■ **TASK STATEMENT**
Go through the listing below and work out how many lines hold "reason"; reply with the figure alone.

■ **DATA SHOWN**

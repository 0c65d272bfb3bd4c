//! In-memory room driver.
//!
//! `Room` is the smallest synchronization collaborator the engine needs:
//! it holds the authoritative state for one match, checks turn ownership,
//! and applies one transition at a time. Each request computes a successor
//! state first and only swaps it in on success, so a rejected request never
//! leaves a trace.
//!
//! ```
//! use ludo_engine::lifecycle::Room;
//! use ludo_engine::core::{GameRng, PlayerId};
//!
//! let mut room = Room::with_rng("ABCD", GameRng::new(42));
//! room.join(PlayerId::new("a"), "Alice").unwrap();
//! room.join(PlayerId::new("b"), "Bob").unwrap();
//! room.start().unwrap();
//!
//! let first = room.state().unwrap().current_player().unwrap().clone();
//! let die = room.roll(&first).unwrap();
//! assert!((1..=6).contains(&die));
//! ```

use tracing::warn;

use super::setup::{draw_die, start_match};
use crate::core::action::Move;
use crate::core::error::RuleError;
use crate::core::player::PlayerId;
use crate::core::rng::GameRng;
use crate::core::state::{GameState, MatchStatus};
use crate::rules::{Ludo, RulesEngine};

/// A registered participant.
#[derive(Clone, Debug, PartialEq, Eq)]
pub struct RoomMember {
    pub id: PlayerId,
    pub name: String,
}

/// One match and its registrations.
#[derive(Clone, Debug)]
pub struct Room<R: RulesEngine = Ludo> {
    code: String,
    members: Vec<RoomMember>,
    state: Option<GameState>,
    rng: GameRng,
    rules: R,
}

impl Room<Ludo> {
    /// Create a room with default rules and an entropy-seeded RNG.
    #[must_use]
    pub fn new(code: impl Into<String>) -> Self {
        Self::with_rules(code, Ludo::default(), GameRng::from_entropy())
    }

    /// Create a room with default rules and a given RNG.
    #[must_use]
    pub fn with_rng(code: impl Into<String>, rng: GameRng) -> Self {
        Self::with_rules(code, Ludo::default(), rng)
    }
}

impl<R: RulesEngine> Room<R> {
    /// Create a room with explicit rules and RNG.
    #[must_use]
    pub fn with_rules(code: impl Into<String>, rules: R, rng: GameRng) -> Self {
        Self {
            code: code.into(),
            members: Vec::new(),
            state: None,
            rng,
            rules,
        }
    }

    #[must_use]
    pub fn code(&self) -> &str {
        &self.code
    }

    /// Registrations in join order.
    #[must_use]
    pub fn members(&self) -> &[RoomMember] {
        &self.members
    }

    /// The authoritative match state, once started.
    #[must_use]
    pub fn state(&self) -> Option<&GameState> {
        self.state.as_ref()
    }

    #[must_use]
    pub fn status(&self) -> MatchStatus {
        self.state.as_ref().map_or(MatchStatus::Waiting, GameState::status)
    }

    #[must_use]
    pub fn rules(&self) -> &R {
        &self.rules
    }

    /// Register a player, or rename one already registered.
    pub fn join(&mut self, id: PlayerId, name: impl Into<String>) -> Result<(), RuleError> {
        if self.status() == MatchStatus::Playing {
            warn!(room = %self.code, player = %id, "join rejected: match in progress");
            return Err(RuleError::MatchAlreadyStarted);
        }

        let name = name.into();
        match self.members.iter_mut().find(|m| m.id == id) {
            Some(member) => member.name = name,
            None => self.members.push(RoomMember { id, name }),
        }
        Ok(())
    }

    /// Drop a registration. The match state, if any, is left alone.
    pub fn leave(&mut self, id: &PlayerId) -> bool {
        let before = self.members.len();
        self.members.retain(|m| &m.id != id);
        self.members.len() != before
    }

    /// Start the match. A match already in progress is left as is.
    pub fn start(&mut self) -> Result<&GameState, RuleError> {
        if self.status() != MatchStatus::Playing {
            let registered: Vec<PlayerId> = self.members.iter().map(|m| m.id.clone()).collect();
            let started = start_match(&registered, &mut self.rng).inspect_err(|err| {
                warn!(room = %self.code, error = %err, "start rejected");
            })?;
            self.state = Some(started);
        }

        self.state
            .as_ref()
            .ok_or(RuleError::MatchNotPlaying {
                status: MatchStatus::Waiting,
            })
    }

    /// Legal moves for a player against the current state.
    #[must_use]
    pub fn legal_moves(&self, player: &PlayerId) -> Vec<Move> {
        self.state
            .as_ref()
            .map(|s| self.rules.legal_moves(s, player))
            .unwrap_or_default()
    }

    /// Roll the die for the player whose turn it is.
    pub fn roll(&mut self, player: &PlayerId) -> Result<u8, RuleError> {
        let state = self.turn_state(player)?.clone();
        let next = draw_die(&state, &mut self.rng).inspect_err(|err| {
            warn!(room = %self.code, player = %player, error = %err, "roll rejected");
        })?;

        let value = next
            .dice()
            .ok_or(RuleError::InvalidState {
                reason: "die missing after roll",
            })?;
        self.state = Some(next);
        Ok(value)
    }

    /// Move one of the current player's pieces with the pending die.
    ///
    /// Returns whether the player keeps the turn.
    pub fn move_piece(&mut self, player: &PlayerId, piece: usize) -> Result<bool, RuleError> {
        let state = self.turn_state(player)?;
        if state.dice().is_none() {
            return Err(self.reject(player, RuleError::invalid("roll first")));
        }

        let Some(mv) = self.rules.move_for_piece(state, player, piece) else {
            return Err(self.reject(player, RuleError::invalid("illegal move")));
        };

        let transition = self
            .rules
            .apply_move(state, player, &mv)
            .map_err(|err| self.reject(player, err))?;
        self.state = Some(transition.state);
        Ok(transition.extra_turn)
    }

    /// Forfeit a die the current player cannot use.
    pub fn pass(&mut self, player: &PlayerId) -> Result<(), RuleError> {
        let state = self.turn_state(player)?;
        let next = self
            .rules
            .pass_turn(state, player)
            .map_err(|err| self.reject(player, err))?;
        self.state = Some(next);
        Ok(())
    }

    /// The current state, if the match is playing and it is `player`'s turn.
    fn turn_state(&self, player: &PlayerId) -> Result<&GameState, RuleError> {
        let state = match &self.state {
            Some(state) if state.status() == MatchStatus::Playing => state,
            other => {
                let status = other.as_ref().map_or(MatchStatus::Waiting, GameState::status);
                return Err(self.reject(player, RuleError::MatchNotPlaying { status }));
            }
        };

        match state.current_player() {
            Some(current) if current == player => Ok(state),
            Some(current) => Err(self.reject(
                player,
                RuleError::NotYourTurn {
                    expected: current.clone(),
                    actual: player.clone(),
                },
            )),
            None => Err(RuleError::InvalidState {
                reason: "turn index out of range",
            }),
        }
    }

    fn reject(&self, player: &PlayerId, err: RuleError) -> RuleError {
        warn!(room = %self.code, player = %player, error = %err, "request rejected");
        err
    }
}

■ **ANSWER BOX**
2